Rwandan pediatrician

Agnes Binagwaho is a Rwandan politician, pediatrician, co-founder and the former vice chancellor of the University of Global Health Equity (2017-2022). In 1996, she returned to Rwanda where she provided clinical care in the public sector and held several positions including the position of Permanent Secretary for the Ministry of Health of Rwanda from October 2008 until May 2011 and Minister of Health from May 2011 until July 2016. She has been a professor of global health delivery practice since 2016 and a professor of pediatrics since 2017 at the University of Global Health Equity. She has served the health sector in various high-level government positions. She resides in Kigali.

== Early life and education ==
Binagwaho was born in Nyamagabe, Southern Province, Rwanda. When she was three years old, she and her family moved to Belgium where her father was completing his medical degree. She completed her medical degree (MD) in general medicine at the Université libre de Bruxelles from 1976 to 1984 and her master's degree in pediatrics (MA) at the Université de Bretagne Occidentale from 1989 to 1993. In 2010, she was awarded an honorary Doctor of Science from Dartmouth College in the United States. In 2014, she became the first person to be awarded Doctorate of Philosophy (PhD) from the College of Medicine and Health Sciences at the University of Rwanda. Her PhD dissertation was titled, "Children's Right to Health in the Context of the HIV Epidemic: The Case of Rwanda".

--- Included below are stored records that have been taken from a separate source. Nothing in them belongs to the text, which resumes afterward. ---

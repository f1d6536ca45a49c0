//! Macro for deriving the arithmetic operator traits on single-field tuple structs.

#[macro_export]
macro_rules! op {
    (binary $ty:ty, $trait:ident, $fn:ident) => {
        impl $trait for $ty {
            type Output = Self;

            fn $fn(self, rhs: Self) -> Self::Output {
                Self(self.0.$fn(rhs.0))
            }
        }
    };
    (inplace $ty:ty, $trait:ident, $fn:ident) => {
        impl $trait for $ty {
            fn $fn(&mut self, rhs: Self) {
                self.0.$fn(rhs.0)
            }
        }
    };
    (unary $ty:ty, $trait:ident, $fn:ident) => {
        impl $trait for $ty {
            type Output = Self;

            fn $fn(self) -> Self::Output {
                Self(self.0.$fn())
            }
        }
    };
}
use log::{debug, trace};
use sqlx::{sqlite::SqliteRow, FromRow, QueryBuilder, SqliteConnection};
use tse_common::Money;

use crate::{
    db_types::{NewPayment, Payment, PaymentMetadata, PaymentMethod, SettlementStatus},
    payment_objects::{MethodBreakdown, PaymentStatistics, PaymentTrendPoint, PaymentUpdate},
    traits::SalesApiError,
};

/// Inserts a payment in `Pending` status. A transaction id is generated when the request does not carry one;
/// either way the UNIQUE constraint on `transaction_id` converts a collision into `DuplicateTransactionId`.
pub(crate) async fn insert_payment(payment: NewPayment, conn: &mut SqliteConnection) -> Result<Payment, SalesApiError> {
    let txid = payment.transaction_id.clone().unwrap_or_else(crate::helpers::new_transaction_id);
    let metadata = payment.metadata.clone().map(sqlx::types::Json);
    let result: Result<Payment, sqlx::Error> = sqlx::query_as(
        r#"
            INSERT INTO payments (transaction_id, order_id, amount, method, metadata)
            VALUES ($1, $2, $3, $4, $5)
            RETURNING *;
        "#,
    )
    .bind(txid.clone())
    .bind(payment.order_id)
    .bind(payment.amount)
    .bind(payment.method.to_string())
    .bind(metadata)
    .fetch_one(conn)
    .await;
    match result {
        Ok(p) => {
            debug!("🪙️ Payment [{}] recorded against order {}", p.transaction_id, p.order_id);
            Ok(p)
        },
        Err(sqlx::Error::Database(e)) if e.is_unique_violation() => Err(SalesApiError::DuplicateTransactionId(txid)),
        Err(e) => Err(e.into()),
    }
}

pub async fn fetch_payment(payment_id: i64, conn: &mut SqliteConnection) -> Result<Option<Payment>, sqlx::Error> {
    let payment = sqlx::query_as("SELECT * FROM payments WHERE id = $1").bind(payment_id).fetch_optional(conn).await?;
    Ok(payment)
}

pub async fn fetch_payment_by_transaction_id(
    transaction_id: &str,
    conn: &mut SqliteConnection,
) -> Result<Option<Payment>, sqlx::Error> {
    let payment = sqlx::query_as("SELECT * FROM payments WHERE transaction_id = $1")
        .bind(transaction_id)
        .fetch_optional(conn)
        .await?;
    Ok(payment)
}

pub async fn fetch_payments_for_order(order_id: i64, conn: &mut SqliteConnection) -> Result<Vec<Payment>, sqlx::Error> {
    let payments = sqlx::query_as("SELECT * FROM payments WHERE order_id = $1 ORDER BY created_at DESC")
        .bind(order_id)
        .fetch_all(conn)
        .await?;
    Ok(payments)
}

/// The sum of all settled payments against the order. Pending and failed payments do not count towards the
/// order's paid balance.
pub async fn sum_completed_for_order(order_id: i64, conn: &mut SqliteConnection) -> Result<Money, sqlx::Error> {
    let total: Money = sqlx::query_scalar(
        "SELECT COALESCE(SUM(amount), 0) FROM payments WHERE order_id = $1 AND status = 'Completed'",
    )
    .bind(order_id)
    .fetch_one(conn)
    .await?;
    Ok(total)
}

/// Stamps the gateway's verdict onto a pending payment. Status, metadata and the settlement timestamp are written
/// in a single statement.
pub(crate) async fn record_settlement(
    payment_id: i64,
    status: SettlementStatus,
    metadata: &PaymentMetadata,
    conn: &mut SqliteConnection,
) -> Result<Payment, SalesApiError> {
    let result: Option<Payment> = sqlx::query_as(
        r#"
            UPDATE payments
            SET status = $1, metadata = $2, processed_at = CURRENT_TIMESTAMP
            WHERE id = $3
            RETURNING *;
        "#,
    )
    .bind(status.to_string())
    .bind(sqlx::types::Json(metadata))
    .bind(payment_id)
    .fetch_optional(conn)
    .await?;
    result.ok_or(SalesApiError::PaymentNotFound(payment_id))
}

pub(crate) async fn replace_metadata(
    payment_id: i64,
    metadata: &PaymentMetadata,
    conn: &mut SqliteConnection,
) -> Result<Payment, SalesApiError> {
    let result: Option<Payment> =
        sqlx::query_as("UPDATE payments SET metadata = $1 WHERE id = $2 RETURNING *")
            .bind(sqlx::types::Json(metadata))
            .bind(payment_id)
            .fetch_optional(conn)
            .await?;
    result.ok_or(SalesApiError::PaymentNotFound(payment_id))
}

pub(crate) async fn update_payment(
    payment_id: i64,
    update: PaymentUpdate,
    conn: &mut SqliteConnection,
) -> Result<Option<Payment>, SalesApiError> {
    if update.is_empty() {
        debug!("🪙️ No fields to update for payment {payment_id}. Update request skipped.");
        return fetch_payment(payment_id, conn).await.map_err(SalesApiError::from);
    }
    let mut builder = QueryBuilder::new("UPDATE payments SET ");
    let mut set_clause = builder.separated(", ");
    if let Some(status) = update.new_status {
        set_clause.push("status = ");
        set_clause.push_bind_unseparated(status.to_string());
        if status != SettlementStatus::Pending {
            set_clause.push("processed_at = CURRENT_TIMESTAMP");
        }
    }
    if let Some(metadata) = update.new_metadata {
        set_clause.push("metadata = ");
        set_clause.push_bind_unseparated(sqlx::types::Json(metadata));
    }
    builder.push(" WHERE id = ");
    builder.push_bind(payment_id);
    builder.push(" RETURNING *");
    trace!("🪙️ Executing query: {}", builder.sql());
    let res = builder.build().fetch_optional(conn).await?.map(|row: SqliteRow| Payment::from_row(&row)).transpose()?;
    Ok(res)
}

pub async fn delete_payment(payment_id: i64, conn: &mut SqliteConnection) -> Result<u64, sqlx::Error> {
    let result = sqlx::query("DELETE FROM payments WHERE id = $1").bind(payment_id).execute(conn).await?;
    Ok(result.rows_affected())
}

pub async fn fetch_payments_by_status(
    status: SettlementStatus,
    conn: &mut SqliteConnection,
) -> Result<Vec<Payment>, sqlx::Error> {
    let payments = sqlx::query_as("SELECT * FROM payments WHERE status = $1 ORDER BY created_at DESC")
        .bind(status.to_string())
        .fetch_all(conn)
        .await?;
    Ok(payments)
}

pub async fn fetch_payments_by_method(
    method: PaymentMethod,
    conn: &mut SqliteConnection,
) -> Result<Vec<Payment>, sqlx::Error> {
    let payments = sqlx::query_as("SELECT * FROM payments WHERE method = $1 ORDER BY created_at DESC")
        .bind(method.to_string())
        .fetch_all(conn)
        .await?;
    Ok(payments)
}

pub async fn fetch_payments_for_user(user_id: i64, conn: &mut SqliteConnection) -> Result<Vec<Payment>, sqlx::Error> {
    let payments = sqlx::query_as(
        r#"
            SELECT payments.* FROM payments
            JOIN orders ON orders.id = payments.order_id
            WHERE orders.user_id = $1
            ORDER BY payments.created_at DESC
        "#,
    )
    .bind(user_id)
    .fetch_all(conn)
    .await?;
    Ok(payments)
}

/// Free-text search over transaction ids and the associated order numbers.
pub async fn search_payments(term: &str, conn: &mut SqliteConnection) -> Result<Vec<Payment>, sqlx::Error> {
    let pattern = format!("%{term}%");
    let payments = sqlx::query_as(
        r#"
            SELECT payments.* FROM payments
            JOIN orders ON orders.id = payments.order_id
            WHERE payments.transaction_id LIKE $1 OR orders.order_number LIKE $1
            ORDER BY payments.created_at DESC
        "#,
    )
    .bind(pattern)
    .fetch_all(conn)
    .await?;
    Ok(payments)
}

#[derive(Debug, FromRow)]
struct PaymentStatsRow {
    total_payments: i64,
    completed: i64,
    pending: i64,
    failed: i64,
    average_amount: Option<f64>,
    total_revenue: Money,
}

pub async fn payment_statistics(conn: &mut SqliteConnection) -> Result<PaymentStatistics, sqlx::Error> {
    let row: PaymentStatsRow = sqlx::query_as(
        r#"
        SELECT
            COUNT(*)                                                         AS total_payments,
            COALESCE(SUM(status = 'Completed'), 0)                           AS completed,
            COALESCE(SUM(status = 'Pending'), 0)                             AS pending,
            COALESCE(SUM(status = 'Failed'), 0)                              AS failed,
            AVG(CASE WHEN status = 'Completed' THEN amount END)              AS average_amount,
            COALESCE(SUM(CASE WHEN status = 'Completed' THEN amount END), 0) AS total_revenue
        FROM payments
        "#,
    )
    .fetch_one(&mut *conn)
    .await?;
    let by_method: Vec<MethodBreakdown> = sqlx::query_as(
        r#"
        SELECT method, COUNT(*) AS count, COALESCE(SUM(amount), 0) AS total
        FROM payments
        WHERE status = 'Completed'
        GROUP BY method
        ORDER BY total DESC
        "#,
    )
    .fetch_all(conn)
    .await?;
    let success_rate = if row.total_payments > 0 { row.completed as f64 / row.total_payments as f64 } else { 0.0 };
    let estimated_fees = row.total_revenue.percent_bps(crate::db_types::PROCESSING_FEE_BPS);
    Ok(PaymentStatistics {
        total: row.total_payments,
        completed: row.completed,
        pending: row.pending,
        failed: row.failed,
        success_rate,
        average_amount: Money::from_cents(average_cents(row.average_amount)),
        total_revenue: row.total_revenue,
        estimated_fees,
        net_revenue: row.total_revenue - estimated_fees,
        by_method,
    })
}

fn average_cents(avg: Option<f64>) -> i64 {
    avg.map(|a| a.round() as i64).unwrap_or_default()
}

/// Daily settled-payment counts and amounts for the trailing `days`-day window.
pub async fn payment_trends(days: i64, conn: &mut SqliteConnection) -> Result<Vec<PaymentTrendPoint>, sqlx::Error> {
    let window = format!("-{days} days");
    let points = sqlx::query_as(
        r#"
        SELECT
            DATE(processed_at)          AS date,
            COUNT(*)                    AS count,
            COALESCE(SUM(amount), 0)    AS amount
        FROM payments
        WHERE status = 'Completed' AND processed_at >= datetime('now', $1)
        GROUP BY DATE(processed_at)
        ORDER BY date ASC
        "#,
    )
    .bind(window)
    .fetch_all(conn)
    .await?;
    Ok(points)
}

Binagwaho earned a Certificate of Tropical Medicine from the Institute of Tropical Medicine Antwerp, Belgium, between 1984 and 1985. At the Université de Bretagne Occidentale, she completed three certificates: a Certificate in Axiology (General Emergencies) (1991-1992); a Certificate in Pediatric Emergencies (1992-1993); and a Certificate in HIV Patient Care and Treatment (1994-1995). She returned to Rwanda in July 1996, two years after the 1994 genocide against the Tutsi. From July to August 1997, she completed a training program in AIDS prevention and surveillance studies in Kigali through the World AIDS Foundation, hosted by the University of New Mexico School of Medicine's Health Sciences Center. From November 2009 to April 2010, she completed a certificate in Health and Human Rights - Dimensions and Strategies with InWEnt - Capacity Building International (Internationale Weiterbildung und Entwicklung gGmbH) She was also awarded a Social and Behavioral Research Investigators Certificate by the US-based organization Citi Collaborative Institutional Training Initiative.

== Career ==
Binagwaho began her clinical practice in Belgium and France, where she completed her medical education. She specialized in pediatrics, after earning her master's in pediatrics, she sub-specialized in emergency medicine for adults and children, and the treatment of HIV/AIDS in children and adults. She worked intensely in neonatology and when she returned to Rwanda in 1996, She worked for 20 years in the public health sector in Rwanda, first as a clinician in public hospitals for four years. Afterward, she worked in various high-level government positions between 2002 and 2016, serving first as the Executive Secretary of Rwanda's National AIDS Control Commission, then as the Permanent Secretary of the Ministry of Health, and lastly as the Minister of Health for five years.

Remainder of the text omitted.